Essere morto di giovedì mi darebbe tanto sollievo. È giorno di mercato e mi piace pensare che tu abbia dovuto attendere ai gravosi obblighi del mio funerale, con la dispensa piena, per ricevere degnamente i nostri ospiti. Non fatico a immaginare che mentre ordinavi quanto impreviste tanto inevitabili pulizie di tutta la tenuta – non che ce ne fosse bisogno, a casa nostra per le pulizie è sempre stata primavera – per evitare di sporcare e per fare con maggiore calma e agio, avrai disposto la momentanea traslazione delle mie spoglie nella cella frigorifera. Te ne sono grato: aver trascorso le prime ore da defunto fra pezzi di lardo, sughi congelati e braciole di manzo, avrà dato una botta di vita al mio prevedibilmente scarso rigor mortis.

So che il mio eventuale trapasso fra il venerdì e la domenica avrà messo a dura prova il tuo sistema nervoso, sconvolgendo la tua rigidissima programmazione della casa. Mi scuso con te con questo spiacevole imprevisto.

Il dottor Wilfred – a oggi ventiquattro settembre – dice che le condizioni del mio fegato non mi daranno la gioia di trascorrere con te il nostro cinquantottesimo Natale insieme.

So che avrei dovuto dirtelo – ho cercato – ma come accade ormai da un tempo che non ricordo nemmeno, è molto difficile parlare con te. Ho accennato all’argomento proprio ora, ma mi hai ripreso denunciando il fatto che sto scrivendo in un antico studio nobiliare con una volgare penna a sfera, anziché utilizzando una più appropriata stilografica.
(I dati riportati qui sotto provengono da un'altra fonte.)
//! Two-tier KV-cache chunk management.
//!
//! This module contains the core cache types and algorithms:
//! - [`key`]: CacheKey (prefix hash + format)
//! - [`tensor`]: TensorBlock and element types
//! - [`codec`]: Serializer/Deserializer between tensor blocks and stored bytes
//! - [`hybrid`]: HybridBackend, the write-through/read-through orchestrator
//! - [`prefetcher`]: Warm-up of the local tier from the remote tier
//! - [`evictor`]: Pluggable eviction policies for the local tier

pub mod codec;
pub mod evictor;
pub mod hybrid;
pub mod key;
pub mod prefetcher;
pub mod tensor;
Mi spiace farti ritrovare questa lettera, rozzamente vergata, insieme al mio testamento.

Ho accolto la notizia della mia malattia con entusiasmo, vorrei dire con la gioia dell’ergastolano a cui viene condonata la pena, ma non esageriamo. Non ci penso nemmeno a mettermi in lista per un trapianto. Voglio morire e sarò morto quando leggerai questa mia: ho vissuto a lungo e ho bisogno di riposo e di pace. Da solo.
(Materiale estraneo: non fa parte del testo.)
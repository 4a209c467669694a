//! Tensor blocks and element types.
//!
//! A tensor block is one chunk of KV-cache data for a run of tokens, with the
//! batch dimension already stripped by the producer. Blocks may be strided
//! views over a shared host buffer; the codec gathers them into contiguous
//! order before anything is stored.

use std::fmt;
use std::str::FromStr;

use bytes::Bytes;
use half::{bf16, f16};
use serde::{Deserialize, Serialize};

use crate::cache::codec::CodecError;

/// Element type of a tensor block.
#[derive(Debug, Clone, Copy, PartialEq, Eq, Hash, Serialize, Deserialize)]
#[serde(rename_all = "lowercase")]
pub enum DType {
    U8,
    I8,
    I16,
    I32,
    I64,
    F16,
    Bf16,
    F32,
    F64,
}

impl DType {
    /// Size of one element in bytes.
    pub fn size_in_bytes(&self) -> usize {
        match self {
            DType::U8 | DType::I8 => 1,
            DType::I16 | DType::F16 | DType::Bf16 => 2,
            DType::I32 | DType::F32 => 4,
            DType::I64 | DType::F64 => 8,
        }
    }
}

impl fmt::Display for DType {
    fn fmt(&self, f: &mut fmt::Formatter<'_>) -> fmt::Result {
        let name = match self {
            DType::U8 => "u8",
            DType::I8 => "i8",
            DType::I16 => "i16",
            DType::I32 => "i32",
            DType::I64 => "i64",
            DType::F16 => "f16",
            DType::Bf16 => "bf16",
            DType::F32 => "f32",
            DType::F64 => "f64",
        };
        f.write_str(name)
    }
}

impl FromStr for DType {
    type Err = CodecError;

    /// Accepts both the short names and the common framework aliases
    /// (`half`, `float`, `bfloat16`, ...).
    fn from_str(s: &str) -> Result<Self, Self::Err> {
        let dtype = match s.to_ascii_lowercase().as_str() {
            "u8" | "uint8" => DType::U8,
            "i8" | "int8" => DType::I8,
            "i16" | "int16" | "short" => DType::I16,
            "i32" | "int32" | "int" => DType::I32,
            "i64" | "int64" | "long" => DType::I64,
            "f16" | "float16" | "half" => DType::F16,
            "bf16" | "bfloat16" => DType::Bf16,
            "f32" | "float32" | "float" => DType::F32,
            "f64" | "float64" | "double" => DType::F64,
            _ => return Err(CodecError::UnknownDType(s.to_string())),
        };
        Ok(dtype)
    }
}

/// Rust element types that can back a tensor block.
pub trait Element: bytemuck::Pod {
    const DTYPE: DType;
}

macro_rules! impl_element {
    ($($ty:ty => $dtype:expr),* $(,)?) => {
        $(impl Element for $ty {
            const DTYPE: DType = $dtype;
        })*
    };
}

impl_element! {
    u8 => DType::U8,
    i8 => DType::I8,
    i16 => DType::I16,
    i32 => DType::I32,
    i64 => DType::I64,
    f16 => DType::F16,
    bf16 => DType::Bf16,
    f32 => DType::F32,
    f64 => DType::F64,
}

/// Row-major strides (in elements) for a shape.
pub fn contiguous_strides(shape: &[usize]) -> Vec<usize> {
    let mut strides = vec![1; shape.len()];
    for d in (0..shape.len().saturating_sub(1)).rev() {
        strides[d] = strides[d + 1] * shape[d + 1];
    }
    strides
}

/// Element count of a shape, or `None` if it overflows.
fn checked_numel(shape: &[usize]) -> Option<usize> {
    shape.iter().try_fold(1usize, |acc, &d| acc.checked_mul(d))
}

/// Byte size of a shape, saturating at `usize::MAX` on overflow.
fn shape_bytes(shape: &[usize], dtype: DType) -> usize {
    checked_numel(shape)
        .and_then(|n| n.checked_mul(dtype.size_in_bytes()))
        .unwrap_or(usize::MAX)
}

/// A host-resident tensor block: element type, shape, strides and raw storage.
///
/// `strides` and `offset` are expressed in elements, not bytes. Cloning is
/// cheap; the storage buffer is reference counted.
#[derive(Debug, Clone)]
pub struct TensorBlock {
    dtype: DType,
    shape: Vec<usize>,
    strides: Vec<usize>,
    offset: usize,
    storage: Bytes,
}

impl TensorBlock {
    /// Wrap a contiguous row-major buffer.
    pub fn new(dtype: DType, shape: Vec<usize>, storage: Bytes) -> Result<Self, CodecError> {
        let expected = shape_bytes(&shape, dtype);
        if storage.len() != expected {
            return Err(CodecError::ShapeMismatch {
                shape,
                expected_bytes: expected,
                actual_bytes: storage.len(),
            });
        }
        let strides = contiguous_strides(&shape);
        Ok(Self {
            dtype,
            shape,
            strides,
            offset: 0,
            storage,
        })
    }

    /// One-dimensional tensor over a raw byte buffer.
    pub fn from_raw(dtype: DType, storage: Bytes) -> Result<Self, CodecError> {
        let elem = dtype.size_in_bytes();
        if storage.len() % elem != 0 {
            return Err(CodecError::LengthMismatch {
                len: storage.len(),
                dtype,
                elem_size: elem,
            });
        }
        let numel = storage.len() / elem;
        Self::new(dtype, vec![numel], storage)
    }

    /// Copy a typed slice into a new contiguous block.
    pub fn from_slice<T: Element>(data: &[T], shape: Vec<usize>) -> Result<Self, CodecError> {
        let storage = Bytes::copy_from_slice(bytemuck::cast_slice(data));
        Self::new(T::DTYPE, shape, storage)
    }

    /// Build a strided view over `self`'s storage.
    ///
    /// Fails if any addressable element would fall outside the buffer.
    pub fn with_strides(
        &self,
        shape: Vec<usize>,
        strides: Vec<usize>,
        offset: usize,
    ) -> Result<Self, CodecError> {
        if shape.len() != strides.len() {
            return Err(CodecError::InvalidView(format!(
                "shape has {} dims but strides has {}",
                shape.len(),
                strides.len()
            )));
        }
        if shape_bytes(&shape, self.dtype) == usize::MAX {
            return Err(CodecError::InvalidView(format!(
                "shape {shape:?} overflows the addressable size"
            )));
        }
        let storage_elems = self.storage.len() / self.dtype.size_in_bytes();
        if offset > storage_elems {
            return Err(CodecError::InvalidView(format!(
                "offset {offset} is past the {storage_elems} stored elements"
            )));
        }
        if shape.iter().all(|&d| d > 0) {
            let last = shape
                .iter()
                .zip(&strides)
                .try_fold(offset, |acc, (&d, &s)| (d - 1).checked_mul(s)?.checked_add(acc));
            match last {
                Some(last) if last < storage_elems => {}
                Some(last) => {
                    return Err(CodecError::InvalidView(format!(
                        "view reaches element {last} but storage holds {storage_elems}"
                    )))
                }
                None => {
                    return Err(CodecError::InvalidView(
                        "view extent overflows the addressable size".to_string(),
                    ))
                }
            }
        }
        Ok(Self {
            dtype: self.dtype,
            shape,
            strides,
            offset,
            storage: self.storage.clone(),
        })
    }

    /// Swap two dimensions without copying.
    pub fn transpose(&self, dim0: usize, dim1: usize) -> Result<Self, CodecError> {
        let ndim = self.shape.len();
        if dim0 >= ndim || dim1 >= ndim {
            return Err(CodecError::InvalidView(format!(
                "cannot transpose dims {dim0} and {dim1} of a {ndim}-d tensor"
            )));
        }
        let mut view = self.clone();
        view.shape.swap(dim0, dim1);
        view.strides.swap(dim0, dim1);
        Ok(view)
    }

    pub fn dtype(&self) -> DType {
        self.dtype
    }

    pub fn shape(&self) -> &[usize] {
        &self.shape
    }

    pub fn strides(&self) -> &[usize] {
        &self.strides
    }

    /// Number of elements.
    pub fn numel(&self) -> usize {
        self.shape.iter().product()
    }

    /// Logical size in bytes (independent of the backing buffer).
    pub fn nbytes(&self) -> usize {
        self.numel() * self.dtype.size_in_bytes()
    }

    /// Whether the view is laid out row-major without gaps.
    pub fn is_contiguous(&self) -> bool {
        let expected = contiguous_strides(&self.shape);
        self.shape
            .iter()
            .zip(self.strides.iter().zip(&expected))
            .all(|(&d, (s, e))| d <= 1 || s == e)
    }

    /// Return a contiguous, compact copy of this block.
    ///
    /// Contiguous views are sliced without copying; strided views are gathered
    /// element by element into a fresh buffer.
    pub fn contiguous(&self) -> Self {
        let elem = self.dtype.size_in_bytes();
        let storage = if self.numel() == 0 {
            Bytes::new()
        } else if self.is_contiguous() {
            let start = self.offset * elem;
            self.storage.slice(start..start + self.nbytes())
        } else {
            Bytes::from(self.gather(elem))
        };
        Self {
            dtype: self.dtype,
            strides: contiguous_strides(&self.shape),
            shape: self.shape.clone(),
            offset: 0,
            storage,
        }
    }

    fn gather(&self, elem: usize) -> Vec<u8> {
        let numel = self.numel();
        let mut out = Vec::with_capacity(numel * elem);
        let mut index = vec![0usize; self.shape.len()];
        for _ in 0..numel {
            let pos = self.offset
                + index
                    .iter()
                    .zip(&self.strides)
                    .map(|(i, s)| i * s)
                    .sum::<usize>();
            let start = pos * elem;
            out.extend_from_slice(&self.storage[start..start + elem]);

            for d in (0..index.len()).rev() {
                index[d] += 1;
                if index[d] < self.shape[d] {
                    break;
                }
                index[d] = 0;
            }
        }
        out
    }

    /// Contiguous element bytes of this block.
    pub fn to_bytes(&self) -> Bytes {
        self.contiguous().storage
    }

    /// Reinterpret the block under a new shape with the same element count.
    pub fn reshape(&self, shape: Vec<usize>) -> Result<Self, CodecError> {
        if checked_numel(&shape) != Some(self.numel()) {
            return Err(CodecError::ShapeMismatch {
                expected_bytes: shape_bytes(&shape, self.dtype),
                actual_bytes: self.nbytes(),
                shape,
            });
        }
        let base = self.contiguous();
        Ok(Self {
            strides: contiguous_strides(&shape),
            shape,
            ..base
        })
    }

    /// Copy the elements out as a typed vector in row-major order.
    pub fn to_vec<T: Element>(&self) -> Result<Vec<T>, CodecError> {
        if T::DTYPE != self.dtype {
            return Err(CodecError::DTypeMismatch {
                expected: self.dtype,
                requested: T::DTYPE,
            });
        }
        Ok(bytemuck::pod_collect_to_vec(&self.to_bytes()[..]))
    }
}

/// Two blocks are equal when they hold the same elements under the same shape,
/// regardless of how either is laid out in memory.
impl PartialEq for TensorBlock {
    fn eq(&self, other: &Self) -> bool {
        self.dtype == other.dtype && self.shape == other.shape && self.to_bytes() == other.to_bytes()
    }
}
Grazie a te, non mancherò per un tumore ai polmoni: il fegato me l’avete distrutto tu e il whisky. È stato molto più semplice nascondere le bottiglie, che il fumo dei sigari che tanto detesti.

Per questo ti nomino erede di tutte le mie sostanze (ero io quello ricco, ricordi?) a un patto. Credo che tu abbia amato di me, soprattutto la mia casa e le mie cose. Sono tue, fino all’ultimo spillo. Per goderne ancora dovrai fumare ogni giorno, ogni sacrosanto giorno della vita che ti resta da vivere, cinque dei miei Montecristo. Ho continuato a comperarli anche se mi impedivi di goderne, per via del loro – parole tue – insostenibile puzzo. Ce n’è per un reggimento e sai bene quanto costano. Sono in garage, accanto alle punte per il trapano. Il notaio Whitfield provvederà ad assicurarsi che il nostro patto venga quotidianamente rispettato.
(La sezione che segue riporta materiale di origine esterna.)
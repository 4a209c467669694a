//! Eviction policies for the local tier.
//!
//! The default policy retains everything. A bounded policy can be swapped in
//! without touching the backend contract: the store reports inserts and
//! accesses, and the policy answers with the keys to drop.

use std::collections::{BTreeMap, HashMap};
use std::fmt;

use crate::cache::key::CacheKey;
use crate::config::{EvictionConfig, EvictionPolicyKind};

/// Decides which entries a size-bounded store should drop.
pub trait EvictionPolicy: Send + Sync + fmt::Debug {
    /// Record that `key` now holds `size` bytes. Returns the keys to evict,
    /// never including `key` itself.
    fn on_insert(&mut self, key: &CacheKey, size: usize) -> Vec<CacheKey>;

    /// Record a read hit on `key`.
    fn on_access(&mut self, key: &CacheKey);

    /// Whether reads must be reported through [`on_access`](Self::on_access).
    /// Stores may serve reads under a shared lock when this is `false`.
    fn tracks_access(&self) -> bool {
        true
    }
}

/// Keep every entry forever. Holds no per-key state.
#[derive(Debug, Default, Clone, Copy)]
pub struct Unbounded;

impl EvictionPolicy for Unbounded {
    fn on_insert(&mut self, _key: &CacheKey, _size: usize) -> Vec<CacheKey> {
        Vec::new()
    }

    fn on_access(&mut self, _key: &CacheKey) {}

    fn tracks_access(&self) -> bool {
        false
    }
}

#[derive(Debug)]
struct LruEntry {
    tick: u64,
    size: usize,
}

/// Least-recently-used eviction under a byte budget.
///
/// An entry larger than the whole budget is still admitted; everything else
/// is evicted to make room for it.
#[derive(Debug)]
pub struct Lru {
    capacity_bytes: usize,
    entries: HashMap<CacheKey, LruEntry>,
    /// Recency order: oldest tick first.
    order: BTreeMap<u64, CacheKey>,
    next_tick: u64,
    total: usize,
}

impl Lru {
    pub fn new(capacity_bytes: usize) -> Self {
        Self {
            capacity_bytes,
            entries: HashMap::new(),
            order: BTreeMap::new(),
            next_tick: 0,
            total: 0,
        }
    }

    /// Bytes currently charged against the budget.
    pub fn tracked_bytes(&self) -> usize {
        self.total
    }

    fn bump(&mut self, key: &CacheKey) -> Option<&mut LruEntry> {
        let tick = self.next_tick;
        let entry = self.entries.get_mut(key)?;
        self.order.remove(&entry.tick);
        entry.tick = tick;
        self.order.insert(tick, key.clone());
        self.next_tick += 1;
        Some(entry)
    }
}

impl EvictionPolicy for Lru {
    fn on_insert(&mut self, key: &CacheKey, size: usize) -> Vec<CacheKey> {
        if let Some(entry) = self.bump(key) {
            let old = std::mem::replace(&mut entry.size, size);
            self.total = self.total - old + size;
        } else {
            let tick = self.next_tick;
            self.next_tick += 1;
            self.entries.insert(key.clone(), LruEntry { tick, size });
            self.order.insert(tick, key.clone());
            self.total += size;
        }

        let mut victims = Vec::new();
        while self.total > self.capacity_bytes {
            let Some((&tick, oldest)) = self.order.iter().next() else {
                break;
            };
            if oldest == key {
                break;
            }
            let oldest = oldest.clone();
            self.order.remove(&tick);
            if let Some(entry) = self.entries.remove(&oldest) {
                self.total -= entry.size;
            }
            victims.push(oldest);
        }
        victims
    }

    fn on_access(&mut self, key: &CacheKey) {
        self.bump(key);
    }
}

/// Build the policy selected by the configuration.
pub fn build_policy(config: &EvictionConfig) -> Box<dyn EvictionPolicy> {
    match config.policy {
        EvictionPolicyKind::Unbounded => Box::new(Unbounded),
        EvictionPolicyKind::Lru => Box::new(Lru::new(config.capacity_bytes)),
    }
}

#[cfg(test)]
mod tests {
    use super::*;

    fn key(i: usize) -> CacheKey {
        CacheKey::new(format!("p{i}"), "f16")
    }

    #[test]
    fn test_unbounded_never_evicts() {
        let mut policy = Unbounded;
        for i in 0..100 {
            assert!(policy.on_insert(&key(i), 1 << 20).is_empty());
        }
        assert!(policy.on_insert(&key(0), 1).is_empty());
        assert!(!policy.tracks_access());
        assert!(Lru::new(1).tracks_access());
    }

    #[test]
    fn test_lru_overwrite_does_not_double_count() {
        let mut policy = Lru::new(1000);
        policy.on_insert(&key(0), 100);
        policy.on_insert(&key(0), 40);
        assert_eq!(policy.tracked_bytes(), 40);
    }

    #[test]
    fn test_lru_evicts_oldest() {
        let mut policy = Lru::new(300);
        assert!(policy.on_insert(&key(0), 100).is_empty());
        assert!(policy.on_insert(&key(1), 100).is_empty());
        assert!(policy.on_insert(&key(2), 100).is_empty());

        let victims = policy.on_insert(&key(3), 100);
        assert_eq!(victims, vec![key(0)]);
        assert_eq!(policy.tracked_bytes(), 300);
    }

    #[test]
    fn test_lru_access_refreshes_recency() {
        let mut policy = Lru::new(200);
        policy.on_insert(&key(0), 100);
        policy.on_insert(&key(1), 100);
        policy.on_access(&key(0));

        let victims = policy.on_insert(&key(2), 100);
        assert_eq!(victims, vec![key(1)]);
    }

    #[test]
    fn test_lru_oversized_entry_is_admitted() {
        let mut policy = Lru::new(100);
        policy.on_insert(&key(0), 50);
        policy.on_insert(&key(1), 50);

        let mut victims = policy.on_insert(&key(2), 500);
        victims.sort();
        assert_eq!(victims, vec![key(0), key(1)]);
        assert_eq!(policy.tracked_bytes(), 500);
    }
}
So che mi farai contento. Fumare era il mio unico vizio, prima del whisky e prima che la donna che ho tanto amato si trasformasse nell’amministratore delegato della mia (s)fortuna.

Abbi cura di te.
Tuo per sempre
Samuel

Questo racconto è liberamente tratto dalla vera storia d Samuel Bratt, uomo inglese morto nel 1960 che lasciò tutte le sue sostanze (330mila sterline e la sua tenuta) alla moglie a condizione che la donna fumasse 5 sigari al giorno. Dietro l’assurda richiesta si celava un desiderio di vendetta: la signora gli aveva proibito in vita di fumare i suoi sigari e così alla sua morte l’uomo ha pensato bene di restituirle il favore.